2nd November
The filming really is done for this year, the Camera Boys have returned to the UK - we are now in visiting season. Since Bruno's August visit we have been without doorhandles - he replaced the original knobs with a set that can’t be made to stay fixed on. My parents arrived here a few days ago. They have known me long enough not to expect much in the way of comfort but I bet they had hoped for door handles. No matter - once given a pair of pliers and a monkey wrench they soon got the hang of getting in and out of their bedroom. My mother hasn’t really got the upper body strength to haul the front door open on her own yet though.
We were also suffering from a smelly drain problem. Our squalid kitchen has a concrete sink with a hole through the back wall. The water, and whatever else you put in the sink, washes through to a concrete gutter running the length of the back of the house. Over the years it has silted up and grown over with weeds, the autumn rains have made the area behind the kitchen swampy and putrid. My repeated calls to Landlord and plumber have been ignored. Mum put her foot down, The Director and my father got out the shovels and a wheelbarrow, dislodging unspeakable hideousness to make a drainage channel.

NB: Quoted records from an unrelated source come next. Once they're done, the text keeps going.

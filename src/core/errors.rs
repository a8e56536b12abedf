//! DIAG-prefixed error types with structured error codes.

#![allow(missing_docs)]

use std::path::{Path, PathBuf};

use thiserror::Error;

/// Shared `Result` alias for the project.
pub type Result<T> = std::result::Result<T, DiagError>;

/// Top-level error type for the diagnostic toolkit.
#[derive(Debug, Error)]
pub enum DiagError {
    #[error("[DIAG-1001] invalid configuration: {details}")]
    InvalidConfig { details: String },

    #[error("[DIAG-1002] missing configuration file: {path}")]
    MissingConfig { path: PathBuf },

    #[error("[DIAG-1003] configuration parse failure in {context}: {details}")]
    ConfigParse {
        context: &'static str,
        details: String,
    },

    #[error("[DIAG-2001] malformed {context}: {details}")]
    ParseMalformed {
        context: &'static str,
        details: String,
    },

    #[error("[DIAG-2002] log record in {file} exceeds {limit} bytes")]
    ContentOverflow { file: String, limit: usize },

    #[error("[DIAG-2003] cannot classify log kind for component {component:?}")]
    UnknownComponent { component: String },

    #[error("[DIAG-2101] unknown search token {token:?}")]
    UnknownToken { token: String },

    #[error("[DIAG-2201] invalid task {task:?}: {reason}")]
    InvalidTask { task: String, reason: String },

    #[error("[DIAG-2301] copy failed for {key}: {details}")]
    CopyFailed { key: String, details: String },

    #[error("[DIAG-3001] serialization failure in {context}: {details}")]
    Serialization {
        context: &'static str,
        details: String,
    },

    #[error("[DIAG-3002] IO failure at {path}: {source}")]
    Io {
        path: PathBuf,
        #[source]
        source: std::io::Error,
    },

    #[error("[DIAG-3003] SQL failure in {context}: {details}")]
    Sql {
        context: &'static str,
        details: String,
    },

    #[error("[DIAG-3004] channel closed in component {component}")]
    ChannelClosed { component: &'static str },

    #[error("[DIAG-3900] runtime failure: {details}")]
    Runtime { details: String },
}

impl DiagError {
    /// Stable machine-parseable error code.
    #[must_use]
    pub const fn code(&self) -> &'static str {
        match self {
            Self::InvalidConfig { .. } => "DIAG-1001",
            Self::MissingConfig { .. } => "DIAG-1002",
            Self::ConfigParse { .. } => "DIAG-1003",
            Self::ParseMalformed { .. } => "DIAG-2001",
            Self::ContentOverflow { .. } => "DIAG-2002",
            Self::UnknownComponent { .. } => "DIAG-2003",
            Self::UnknownToken { .. } => "DIAG-2101",
            Self::InvalidTask { .. } => "DIAG-2201",
            Self::CopyFailed { .. } => "DIAG-2301",
            Self::Serialization { .. } => "DIAG-3001",
            Self::Io { .. } => "DIAG-3002",
            Self::Sql { .. } => "DIAG-3003",
            Self::ChannelClosed { .. } => "DIAG-3004",
            Self::Runtime { .. } => "DIAG-3900",
        }
    }

    /// Convenience constructor for IO errors with a known path.
    #[must_use]
    pub fn io(path: impl AsRef<Path>, source: std::io::Error) -> Self {
        Self::Io {
            path: path.as_ref().to_path_buf(),
            source,
        }
    }

    /// Convenience constructor for malformed input.
    #[must_use]
    pub fn malformed(context: &'static str, details: impl Into<String>) -> Self {
        Self::ParseMalformed {
            context,
            details: details.into(),
        }
    }
}

#[cfg(feature = "sqlite")]
impl From<rusqlite::Error> for DiagError {
    fn from(value: rusqlite::Error) -> Self {
        Self::Sql {
            context: "rusqlite",
            details: value.to_string(),
        }
    }
}

impl From<serde_json::Error> for DiagError {
    fn from(value: serde_json::Error) -> Self {
        Self::Serialization {
            context: "serde_json",
            details: value.to_string(),
        }
    }
}

impl From<toml::de::Error> for DiagError {
    fn from(value: toml::de::Error) -> Self {
        Self::ConfigParse {
            context: "toml",
            details: value.to_string(),
        }
    }
}

#[cfg(test)]
mod tests {
    use super::*;

    fn all_variants() -> Vec<DiagError> {
        vec![
            DiagError::InvalidConfig {
                details: String::new(),
            },
            DiagError::MissingConfig {
                path: PathBuf::new(),
            },
            DiagError::ConfigParse {
                context: "",
                details: String::new(),
            },
            DiagError::malformed("", ""),
            DiagError::ContentOverflow {
                file: String::new(),
                limit: 0,
            },
            DiagError::UnknownComponent {
                component: String::new(),
            },
            DiagError::UnknownToken {
                token: String::new(),
            },
            DiagError::InvalidTask {
                task: String::new(),
                reason: String::new(),
            },
            DiagError::CopyFailed {
                key: String::new(),
                details: String::new(),
            },
            DiagError::Serialization {
                context: "",
                details: String::new(),
            },
            DiagError::io("", std::io::Error::other("test")),
            DiagError::Sql {
                context: "",
                details: String::new(),
            },
            DiagError::ChannelClosed { component: "" },
            DiagError::Runtime {
                details: String::new(),
            },
        ]
    }

    #[test]
    fn error_codes_are_unique() {
        let errors = all_variants();
        let codes: Vec<&str> = errors.iter().map(DiagError::code).collect();
        let unique: std::collections::HashSet<&&str> = codes.iter().collect();
        assert_eq!(
            codes.len(),
            unique.len(),
            "error codes must be unique: {codes:?}"
        );
    }

    #[test]
    fn error_codes_have_diag_prefix_and_appear_in_display() {
        for err in all_variants() {
            assert!(
                err.code().starts_with("DIAG-"),
                "code {} must start with DIAG-",
                err.code()
            );
            assert!(
                err.to_string().contains(err.code()),
                "display should contain error code: {err}"
            );
        }
    }

    #[test]
    fn io_convenience_constructor() {
        let err = DiagError::io(
            "/tmp/test.log",
            std::io::Error::new(std::io::ErrorKind::NotFound, "gone"),
        );
        assert_eq!(err.code(), "DIAG-3002");
        assert!(err.to_string().contains("/tmp/test.log"));
    }

    #[cfg(feature = "sqlite")]
    #[test]
    fn from_rusqlite_error() {
        let sql_err =
            rusqlite::Error::SqliteFailure(rusqlite::ffi::Error::new(1), Some("test".to_string()));
        let err: DiagError = sql_err.into();
        assert_eq!(err.code(), "DIAG-3003");
    }

    #[test]
    fn from_serde_json_error() {
        let json_err = serde_json::from_str::<serde_json::Value>("not json").unwrap_err();
        let err: DiagError = json_err.into();
        assert_eq!(err.code(), "DIAG-3001");
    }

    #[test]
    fn from_toml_error() {
        let toml_err = toml::from_str::<toml::Value>("= invalid").unwrap_err();
        let err: DiagError = toml_err.into();
        assert_eq!(err.code(), "DIAG-1003");
    }
}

As a further treat for my parents I took them to the bar for some of Mrs Strange’s gin. The Senior Strange’s have already slipped away. But Kurt the tattooed son has returned from Copenhagen with his wife and turns out to be perfectly good at serving gin with flat tonic in a dirty glass from the iceless bar.
Kurt’s wife, Courtney has translucently pale skin, she has only recently started her tattoo collection, they both dress exclusively in black. They tell me that their band had split anyway and that they are going to liven up the bar with 'live bands, gourmet food and that kind of stuff'. Courtney is animated, she says that Kurt’s great in the kitchen - I’m not sure if she means he can cook. Buoyed up with enthusiasm for their plans (and feeling guilty that I’ve now booked to show our film at the village hall) I suggest that they put on a supper for after the film show - I’ll publicise it on the flyer I’m going to put around the surrounding villages next week. Kurt is a sullen kind of chap, he asks what sort of thing I have in mind,
I suggest casserole-type dishes; a daube, coq au vin … a cassoulet?
I’ll do a cassoulet
Something about his response is not putting me at ease.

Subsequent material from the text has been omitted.